What the exercise asks: Each line of the listing that includes "Success" should be reported.

Recorded data:

---+---

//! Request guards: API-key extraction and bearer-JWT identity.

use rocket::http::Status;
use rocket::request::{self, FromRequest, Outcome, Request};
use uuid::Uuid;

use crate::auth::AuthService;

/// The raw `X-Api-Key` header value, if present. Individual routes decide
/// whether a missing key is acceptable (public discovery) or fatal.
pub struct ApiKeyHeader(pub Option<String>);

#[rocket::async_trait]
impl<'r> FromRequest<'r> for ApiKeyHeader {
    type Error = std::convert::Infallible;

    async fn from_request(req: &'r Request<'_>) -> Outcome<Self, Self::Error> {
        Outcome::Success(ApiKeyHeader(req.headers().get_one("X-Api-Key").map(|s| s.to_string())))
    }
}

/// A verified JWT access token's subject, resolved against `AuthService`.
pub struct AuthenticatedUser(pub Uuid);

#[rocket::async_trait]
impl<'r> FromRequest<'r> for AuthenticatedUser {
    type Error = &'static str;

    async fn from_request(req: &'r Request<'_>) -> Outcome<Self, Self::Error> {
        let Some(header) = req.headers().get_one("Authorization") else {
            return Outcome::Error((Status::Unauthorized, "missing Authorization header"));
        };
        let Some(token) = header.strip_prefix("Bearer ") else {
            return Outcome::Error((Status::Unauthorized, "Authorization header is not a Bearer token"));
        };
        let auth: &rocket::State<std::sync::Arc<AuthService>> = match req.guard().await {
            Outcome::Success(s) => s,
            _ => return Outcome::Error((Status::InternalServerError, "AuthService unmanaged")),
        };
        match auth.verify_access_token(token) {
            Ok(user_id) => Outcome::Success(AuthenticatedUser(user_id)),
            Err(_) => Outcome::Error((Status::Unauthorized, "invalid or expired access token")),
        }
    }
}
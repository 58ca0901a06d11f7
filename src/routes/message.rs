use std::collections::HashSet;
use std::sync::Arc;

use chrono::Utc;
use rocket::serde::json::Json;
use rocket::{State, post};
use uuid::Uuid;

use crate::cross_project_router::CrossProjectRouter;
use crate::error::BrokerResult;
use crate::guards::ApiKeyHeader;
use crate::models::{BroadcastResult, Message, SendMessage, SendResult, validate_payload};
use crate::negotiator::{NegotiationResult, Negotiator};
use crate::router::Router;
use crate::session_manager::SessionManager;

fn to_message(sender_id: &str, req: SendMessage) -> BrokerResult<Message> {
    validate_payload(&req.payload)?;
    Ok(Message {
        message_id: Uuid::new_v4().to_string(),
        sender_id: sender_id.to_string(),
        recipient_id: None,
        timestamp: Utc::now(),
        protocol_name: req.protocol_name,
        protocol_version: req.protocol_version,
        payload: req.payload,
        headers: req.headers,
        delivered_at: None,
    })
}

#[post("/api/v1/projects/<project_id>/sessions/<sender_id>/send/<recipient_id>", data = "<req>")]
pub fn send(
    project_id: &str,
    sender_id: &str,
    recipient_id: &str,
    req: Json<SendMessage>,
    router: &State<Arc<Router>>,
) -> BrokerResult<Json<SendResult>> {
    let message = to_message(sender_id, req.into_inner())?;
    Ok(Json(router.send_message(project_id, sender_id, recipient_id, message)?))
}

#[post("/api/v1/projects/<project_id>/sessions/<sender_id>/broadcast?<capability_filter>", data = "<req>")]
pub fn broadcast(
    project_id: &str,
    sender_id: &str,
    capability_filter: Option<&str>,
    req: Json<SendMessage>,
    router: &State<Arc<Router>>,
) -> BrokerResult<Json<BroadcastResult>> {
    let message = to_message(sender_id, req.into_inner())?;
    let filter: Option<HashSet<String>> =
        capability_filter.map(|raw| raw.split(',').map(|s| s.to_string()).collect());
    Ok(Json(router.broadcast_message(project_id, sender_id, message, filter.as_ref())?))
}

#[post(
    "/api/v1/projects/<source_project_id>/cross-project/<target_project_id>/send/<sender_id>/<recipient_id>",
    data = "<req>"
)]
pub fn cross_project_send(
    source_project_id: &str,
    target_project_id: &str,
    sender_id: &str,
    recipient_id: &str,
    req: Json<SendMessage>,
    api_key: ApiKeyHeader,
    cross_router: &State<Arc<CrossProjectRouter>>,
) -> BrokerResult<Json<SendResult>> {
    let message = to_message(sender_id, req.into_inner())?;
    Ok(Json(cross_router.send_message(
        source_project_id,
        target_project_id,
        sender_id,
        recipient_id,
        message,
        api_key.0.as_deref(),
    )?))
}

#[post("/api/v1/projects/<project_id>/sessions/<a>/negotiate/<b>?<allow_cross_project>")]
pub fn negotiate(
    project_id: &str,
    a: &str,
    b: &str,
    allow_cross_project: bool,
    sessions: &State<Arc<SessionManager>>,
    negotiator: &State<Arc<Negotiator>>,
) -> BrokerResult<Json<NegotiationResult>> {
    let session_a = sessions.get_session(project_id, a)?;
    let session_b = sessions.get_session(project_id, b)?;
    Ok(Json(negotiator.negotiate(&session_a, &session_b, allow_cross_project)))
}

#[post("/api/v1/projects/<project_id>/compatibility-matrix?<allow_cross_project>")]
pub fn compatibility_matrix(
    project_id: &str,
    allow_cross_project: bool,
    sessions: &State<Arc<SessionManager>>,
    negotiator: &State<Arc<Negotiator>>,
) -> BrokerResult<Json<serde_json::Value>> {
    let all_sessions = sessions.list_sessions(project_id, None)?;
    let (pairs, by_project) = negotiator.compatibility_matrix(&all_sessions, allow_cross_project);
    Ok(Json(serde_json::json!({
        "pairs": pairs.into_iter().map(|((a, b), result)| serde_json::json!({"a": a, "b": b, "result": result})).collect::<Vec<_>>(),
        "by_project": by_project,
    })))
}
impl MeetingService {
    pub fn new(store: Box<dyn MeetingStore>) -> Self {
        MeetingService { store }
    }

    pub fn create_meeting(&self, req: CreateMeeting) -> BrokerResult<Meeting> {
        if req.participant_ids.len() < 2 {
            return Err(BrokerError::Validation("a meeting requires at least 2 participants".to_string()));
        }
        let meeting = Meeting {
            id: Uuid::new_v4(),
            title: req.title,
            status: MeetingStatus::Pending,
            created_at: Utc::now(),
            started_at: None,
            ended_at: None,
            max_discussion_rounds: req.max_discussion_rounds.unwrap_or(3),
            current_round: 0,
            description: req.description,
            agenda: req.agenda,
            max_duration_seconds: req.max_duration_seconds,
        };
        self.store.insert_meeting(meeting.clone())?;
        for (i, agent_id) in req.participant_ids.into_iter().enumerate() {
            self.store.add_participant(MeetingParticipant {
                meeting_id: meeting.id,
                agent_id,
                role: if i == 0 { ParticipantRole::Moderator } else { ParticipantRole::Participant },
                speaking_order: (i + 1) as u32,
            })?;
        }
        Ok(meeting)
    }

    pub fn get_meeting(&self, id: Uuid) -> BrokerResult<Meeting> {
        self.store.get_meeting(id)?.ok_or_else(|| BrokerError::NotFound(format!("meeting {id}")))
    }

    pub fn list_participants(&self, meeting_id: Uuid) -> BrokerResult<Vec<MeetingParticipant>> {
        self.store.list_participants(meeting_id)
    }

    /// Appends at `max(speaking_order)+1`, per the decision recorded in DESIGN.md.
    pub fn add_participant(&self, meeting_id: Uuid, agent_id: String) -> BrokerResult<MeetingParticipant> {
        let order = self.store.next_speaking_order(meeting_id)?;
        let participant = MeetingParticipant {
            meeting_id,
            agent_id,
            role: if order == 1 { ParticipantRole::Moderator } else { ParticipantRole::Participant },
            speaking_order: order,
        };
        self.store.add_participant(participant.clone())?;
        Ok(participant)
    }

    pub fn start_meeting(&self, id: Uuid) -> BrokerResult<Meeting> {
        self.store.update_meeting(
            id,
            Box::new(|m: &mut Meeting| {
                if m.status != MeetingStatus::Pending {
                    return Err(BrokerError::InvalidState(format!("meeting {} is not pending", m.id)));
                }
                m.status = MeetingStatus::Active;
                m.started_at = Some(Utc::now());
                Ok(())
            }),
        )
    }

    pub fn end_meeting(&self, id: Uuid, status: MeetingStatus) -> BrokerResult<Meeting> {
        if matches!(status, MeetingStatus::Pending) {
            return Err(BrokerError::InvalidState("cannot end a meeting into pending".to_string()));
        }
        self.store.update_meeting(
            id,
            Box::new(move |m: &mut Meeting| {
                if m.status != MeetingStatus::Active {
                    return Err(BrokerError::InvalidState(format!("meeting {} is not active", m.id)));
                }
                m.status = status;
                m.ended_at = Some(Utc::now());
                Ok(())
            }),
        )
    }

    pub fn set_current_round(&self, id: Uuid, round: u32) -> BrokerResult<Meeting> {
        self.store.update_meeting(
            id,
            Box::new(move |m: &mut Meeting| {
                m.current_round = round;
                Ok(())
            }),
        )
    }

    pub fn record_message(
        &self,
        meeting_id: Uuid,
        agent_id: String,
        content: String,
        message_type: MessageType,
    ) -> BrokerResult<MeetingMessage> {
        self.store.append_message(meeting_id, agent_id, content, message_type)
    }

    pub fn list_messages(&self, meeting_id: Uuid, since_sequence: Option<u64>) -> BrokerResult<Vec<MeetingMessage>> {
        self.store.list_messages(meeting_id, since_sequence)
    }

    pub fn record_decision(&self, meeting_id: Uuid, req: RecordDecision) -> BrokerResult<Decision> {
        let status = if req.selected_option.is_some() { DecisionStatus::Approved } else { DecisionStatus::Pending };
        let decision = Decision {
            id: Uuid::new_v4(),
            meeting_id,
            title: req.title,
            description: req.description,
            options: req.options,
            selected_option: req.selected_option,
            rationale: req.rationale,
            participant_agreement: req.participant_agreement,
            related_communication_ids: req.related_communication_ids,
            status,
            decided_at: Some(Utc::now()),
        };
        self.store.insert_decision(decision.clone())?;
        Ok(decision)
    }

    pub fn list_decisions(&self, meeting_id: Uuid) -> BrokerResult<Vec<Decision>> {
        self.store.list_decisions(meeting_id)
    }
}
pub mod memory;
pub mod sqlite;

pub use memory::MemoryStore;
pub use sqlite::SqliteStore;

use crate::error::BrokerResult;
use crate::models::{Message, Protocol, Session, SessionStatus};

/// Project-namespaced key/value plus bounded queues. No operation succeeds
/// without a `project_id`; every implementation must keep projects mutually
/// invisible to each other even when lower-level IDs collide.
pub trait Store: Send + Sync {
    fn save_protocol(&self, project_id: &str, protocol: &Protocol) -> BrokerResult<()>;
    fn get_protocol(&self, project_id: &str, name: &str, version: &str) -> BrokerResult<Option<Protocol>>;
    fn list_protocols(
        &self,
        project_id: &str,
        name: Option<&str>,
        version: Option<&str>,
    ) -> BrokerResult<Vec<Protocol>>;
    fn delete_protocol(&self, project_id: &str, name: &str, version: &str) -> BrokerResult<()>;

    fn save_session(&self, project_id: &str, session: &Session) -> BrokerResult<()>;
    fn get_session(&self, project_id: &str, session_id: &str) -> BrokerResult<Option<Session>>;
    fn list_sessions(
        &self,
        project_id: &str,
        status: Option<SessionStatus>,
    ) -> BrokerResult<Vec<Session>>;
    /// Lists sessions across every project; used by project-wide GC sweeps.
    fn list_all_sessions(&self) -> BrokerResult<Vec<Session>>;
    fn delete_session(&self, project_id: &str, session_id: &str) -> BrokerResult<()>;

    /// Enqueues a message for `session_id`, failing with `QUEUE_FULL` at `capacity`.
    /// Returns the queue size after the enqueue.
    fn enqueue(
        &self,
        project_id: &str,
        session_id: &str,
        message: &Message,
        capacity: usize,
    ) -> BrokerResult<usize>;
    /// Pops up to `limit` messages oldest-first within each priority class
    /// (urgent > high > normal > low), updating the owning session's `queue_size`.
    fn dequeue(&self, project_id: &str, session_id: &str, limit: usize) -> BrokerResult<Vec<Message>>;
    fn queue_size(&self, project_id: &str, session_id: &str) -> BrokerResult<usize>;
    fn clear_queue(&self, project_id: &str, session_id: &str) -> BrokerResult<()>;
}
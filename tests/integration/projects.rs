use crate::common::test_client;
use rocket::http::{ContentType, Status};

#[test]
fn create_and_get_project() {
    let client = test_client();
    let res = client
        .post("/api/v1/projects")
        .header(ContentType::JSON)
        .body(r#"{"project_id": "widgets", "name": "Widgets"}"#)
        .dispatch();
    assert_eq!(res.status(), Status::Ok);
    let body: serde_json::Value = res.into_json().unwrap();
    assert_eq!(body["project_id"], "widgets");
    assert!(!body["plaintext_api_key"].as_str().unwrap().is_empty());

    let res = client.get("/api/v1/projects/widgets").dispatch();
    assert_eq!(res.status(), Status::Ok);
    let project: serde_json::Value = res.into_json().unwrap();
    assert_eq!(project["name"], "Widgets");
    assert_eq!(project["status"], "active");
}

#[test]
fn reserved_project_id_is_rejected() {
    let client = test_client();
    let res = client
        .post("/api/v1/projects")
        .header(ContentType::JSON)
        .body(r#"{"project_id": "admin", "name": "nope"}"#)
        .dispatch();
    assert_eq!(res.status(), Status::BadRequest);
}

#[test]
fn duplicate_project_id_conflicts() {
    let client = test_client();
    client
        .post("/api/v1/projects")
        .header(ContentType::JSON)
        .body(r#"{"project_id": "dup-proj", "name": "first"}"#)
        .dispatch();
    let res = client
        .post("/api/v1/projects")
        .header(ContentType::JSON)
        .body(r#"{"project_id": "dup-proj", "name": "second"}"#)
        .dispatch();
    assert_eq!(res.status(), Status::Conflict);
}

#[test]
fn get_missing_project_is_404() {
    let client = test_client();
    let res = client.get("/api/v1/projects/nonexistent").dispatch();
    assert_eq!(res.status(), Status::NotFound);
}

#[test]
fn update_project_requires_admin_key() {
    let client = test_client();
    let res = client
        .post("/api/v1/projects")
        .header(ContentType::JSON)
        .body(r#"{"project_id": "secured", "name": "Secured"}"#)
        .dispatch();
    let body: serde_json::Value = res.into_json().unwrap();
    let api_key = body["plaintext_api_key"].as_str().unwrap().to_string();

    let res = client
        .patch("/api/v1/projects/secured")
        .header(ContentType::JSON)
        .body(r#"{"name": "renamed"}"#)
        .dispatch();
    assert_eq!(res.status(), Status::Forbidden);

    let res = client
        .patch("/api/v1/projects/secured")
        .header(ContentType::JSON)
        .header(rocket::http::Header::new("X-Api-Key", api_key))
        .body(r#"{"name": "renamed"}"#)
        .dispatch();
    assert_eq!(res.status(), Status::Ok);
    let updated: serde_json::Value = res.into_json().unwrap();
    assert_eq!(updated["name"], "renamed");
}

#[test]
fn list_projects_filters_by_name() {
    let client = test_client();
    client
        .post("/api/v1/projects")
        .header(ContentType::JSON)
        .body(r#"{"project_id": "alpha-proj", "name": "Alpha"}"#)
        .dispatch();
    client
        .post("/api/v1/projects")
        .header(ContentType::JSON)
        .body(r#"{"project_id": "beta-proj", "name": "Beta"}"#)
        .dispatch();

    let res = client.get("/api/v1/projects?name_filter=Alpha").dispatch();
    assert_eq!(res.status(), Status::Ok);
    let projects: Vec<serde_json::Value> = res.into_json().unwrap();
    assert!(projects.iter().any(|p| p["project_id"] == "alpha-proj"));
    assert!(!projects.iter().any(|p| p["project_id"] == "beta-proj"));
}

---+---

Exercise output:
        Outcome::Success(ApiKeyHeader(req.headers().get_one("X-Api-Key").map(|s| s.to_string())))
            Outcome::Success(s) => s,
            Ok(user_id) => Outcome::Success(AuthenticatedUser(user_id)),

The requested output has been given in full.